Following an extensive refit Worcester
recommissioned on May 8th. 1940 and after working up at Portland took
up her duties with the 11th. Destroyer Flotilla in the Western
Approaches. When some 120 miles north of Lands End she received a
signal to proceed to Dover where she arrived at 07.15 on May 28th. and
immediately set off for Dunkirk albeit at reduced speed owing to a lack
of fuel. Arriving at Dunkirk she took 509 troops on board and
attempted to refuel from HMS Anthony
but could only get 10 tons so the return journey was made at a more
economical speed (18 knots). A possible submarine was detected
near West Hinder so a pattern of depth charges was dropped resulting in
wreckage but no oil.
After unloading her passengers and refuelling it was back to Dunkirk to
load 800 troops during a heavy bombing attack; Worcester escaped unscathed but HMS
Grenade was sunk.
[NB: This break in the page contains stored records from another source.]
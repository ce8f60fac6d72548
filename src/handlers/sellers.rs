//! Seller assignment endpoints under `/api/v1/core/seller-assignments`.
//!
//! - POST claim - Claim a hierarchy user (seller only)
//! - POST unclaim - Release a claim (seller only)
//! - GET my_assignments - The caller's claims (seller only)
//! - GET for_user - Sellers holding one user (public)
//! - GET bulk_for_users - Sellers for up to 200 users (public)

use std::collections::BTreeMap;

use axum::{
    Extension, Json,
    extract::State,
    http::StatusCode,
};
use serde::Serialize;
use serde_json::{Value, json};

use crate::{
    db::DbPool,
    error::AppError,
    extract::{AppJson, AppQuery},
    middleware::auth::AuthContext,
    models::seller_assignment::{
        BulkForUsersQuery, ClaimRequest, ForUserQuery, MyAssignmentsQuery, SellerAssignment,
        SellerInfo, UnclaimRequest, parse_user_ids,
    },
    platform::Platform,
    services::seller_service,
};

#[derive(Debug, Serialize)]
pub struct SellersResponse {
    pub sellers: Vec<SellerInfo>,
}

#[derive(Debug, Serialize)]
pub struct BulkSellersResponse {
    pub assignments: BTreeMap<i64, Vec<SellerInfo>>,
}

fn required<'a>(value: &'a Option<String>) -> Option<&'a str> {
    value.as_deref().map(str::trim).filter(|v| !v.is_empty())
}

fn parse_platform(raw: &str) -> Result<Platform, AppError> {
    raw.parse().map_err(AppError::InvalidRequest)
}

/// Claim a user's wallet.
///
/// # Endpoint
///
/// `POST /api/v1/core/seller-assignments/claim`
///
/// # Request Body
///
/// ```json
/// { "platform": "limitless", "target_user_id": 42, "notes": "optional" }
/// ```
///
/// # Response
///
/// - **Success (201 Created)**: the new assignment
/// - **Error (400)**: target missing, five sellers already assigned, or
///   already claimed by the caller
/// - **Error (403)**: caller is not a seller
pub async fn claim(
    State(pool): State<DbPool>,
    Extension(auth): Extension<AuthContext>,
    AppJson(request): AppJson<ClaimRequest>,
) -> Result<(StatusCode, Json<SellerAssignment>), AppError> {
    auth.require_seller()?;

    let assignment = seller_service::claim(
        &pool,
        auth.user_id,
        request.platform,
        request.target_user_id,
        &request.notes,
    )
    .await?;

    Ok((StatusCode::CREATED, Json(assignment)))
}

/// `POST /api/v1/core/seller-assignments/unclaim`
///
/// Returns `{"status": "unclaimed"}`, or 404 when the caller holds no such claim.
pub async fn unclaim(
    State(pool): State<DbPool>,
    Extension(auth): Extension<AuthContext>,
    AppJson(request): AppJson<UnclaimRequest>,
) -> Result<Json<Value>, AppError> {
    auth.require_seller()?;

    seller_service::unclaim(&pool, auth.user_id, request.platform, request.target_user_id).await?;
    Ok(Json(json!({ "status": "unclaimed" })))
}

/// `GET /api/v1/core/seller-assignments/my_assignments?platform=boostyfi`
pub async fn my_assignments(
    State(pool): State<DbPool>,
    Extension(auth): Extension<AuthContext>,
    AppQuery(query): AppQuery<MyAssignmentsQuery>,
) -> Result<Json<Vec<SellerAssignment>>, AppError> {
    auth.require_seller()?;

    let assignments = seller_service::my_assignments(&pool, auth.user_id, query.platform).await?;
    Ok(Json(assignments))
}

/// Sellers holding one user.
///
/// # Endpoint
///
/// `GET /api/v1/core/seller-assignments/for_user?platform=limitless&target_user_id=42`
///
/// # Response (200 OK)
///
/// ```json
/// { "sellers": [ { "id": 3, "seller_id": 7, "seller_name": "Ann Lee",
///                  "seller_username": "ann", "created_at": "..." } ] }
/// ```
pub async fn for_user(
    State(pool): State<DbPool>,
    AppQuery(query): AppQuery<ForUserQuery>,
) -> Result<Json<SellersResponse>, AppError> {
    let (Some(platform), Some(target_user_id)) =
        (required(&query.platform), required(&query.target_user_id))
    else {
        return Err(AppError::InvalidRequest(
            "platform and target_user_id are required".to_string(),
        ));
    };

    let target_user_id: i64 = target_user_id.parse().map_err(|_| {
        AppError::InvalidRequest("target_user_id must be an integer".to_string())
    })?;
    let platform = parse_platform(platform)?;

    let sellers = seller_service::sellers_for_user(&pool, platform, target_user_id).await?;
    Ok(Json(SellersResponse { sellers }))
}

/// Sellers for many users at once.
///
/// # Endpoint
///
/// `GET /api/v1/core/seller-assignments/bulk_for_users?platform=boostyfi&user_ids=1,2,3`
///
/// # Response (200 OK)
///
/// ```json
/// { "assignments": { "1": [ { "id": 3, "seller_id": 7, ... } ] } }
/// ```
///
/// Users without sellers are absent from the map. Only the first 200 ids
/// are looked up.
pub async fn bulk_for_users(
    State(pool): State<DbPool>,
    AppQuery(query): AppQuery<BulkForUsersQuery>,
) -> Result<Json<BulkSellersResponse>, AppError> {
    let Some(platform) = required(&query.platform) else {
        return Err(AppError::InvalidRequest("platform is required".to_string()));
    };

    let ids = parse_user_ids(query.user_ids.as_deref().unwrap_or("")).map_err(|_| {
        AppError::InvalidRequest("user_ids must be comma-separated integers".to_string())
    })?;

    if ids.is_empty() {
        return Ok(Json(BulkSellersResponse {
            assignments: BTreeMap::new(),
        }));
    }

    let platform = parse_platform(platform)?;
    let assignments = seller_service::sellers_for_users(&pool, platform, &ids).await?;
    Ok(Json(BulkSellersResponse { assignments }))
}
Worcester
returned to Dover, unloaded and set off again, this time to Bray
beaches to embark troops from small boats, a slow process during which
German aircraft approached but were driven off by the ship’s
guns.
Back to Dover to unload and collect Rear Admiral Dover and his staff
and ferry them across before collecting 800 troops from boats at La
Panne and Bray beaches. On her return journey at low water Worcester rounded a buoy in
Dunkirk Roads a bit too close and went aground
for a while before being refloated. Back at Dover she unloaded, refuelled, had her propellers examined by divers and then set
off for the beaches again, reaching them at dusk on May 31st. The
mole at Dunkirk was full and Worcester visited each of the beaches in
turn. The minesweepers with their shallow draught were
able to get closer inshore and the small boats took the troops to them instead of Worcester.
When dawn came shore batteries began to fire at her so she moved to the
East Pier which by now was less congested, embarked 750 troops and
returned to
Dover.
The next journey almost ended in disaster. On approaching Dunkirk she
had to weave around wrecks and pick up survivors from sunk
transports. A signal was received instructing them
to return to Dover immediately but Cdr. Allison thought that having
got this close it wasn’t worth going back empty handed so took the ship
into Dunkirk, berthed at the East Pier and took 900 troops aboard
before obeying his instructions and setting off to Dover. En
route the ship was attacked by successive waves of dive bombers and as the
attacks were pressed home down to a couple of hundred feet it
seemed that only a miracle prevented the ship from being sunk.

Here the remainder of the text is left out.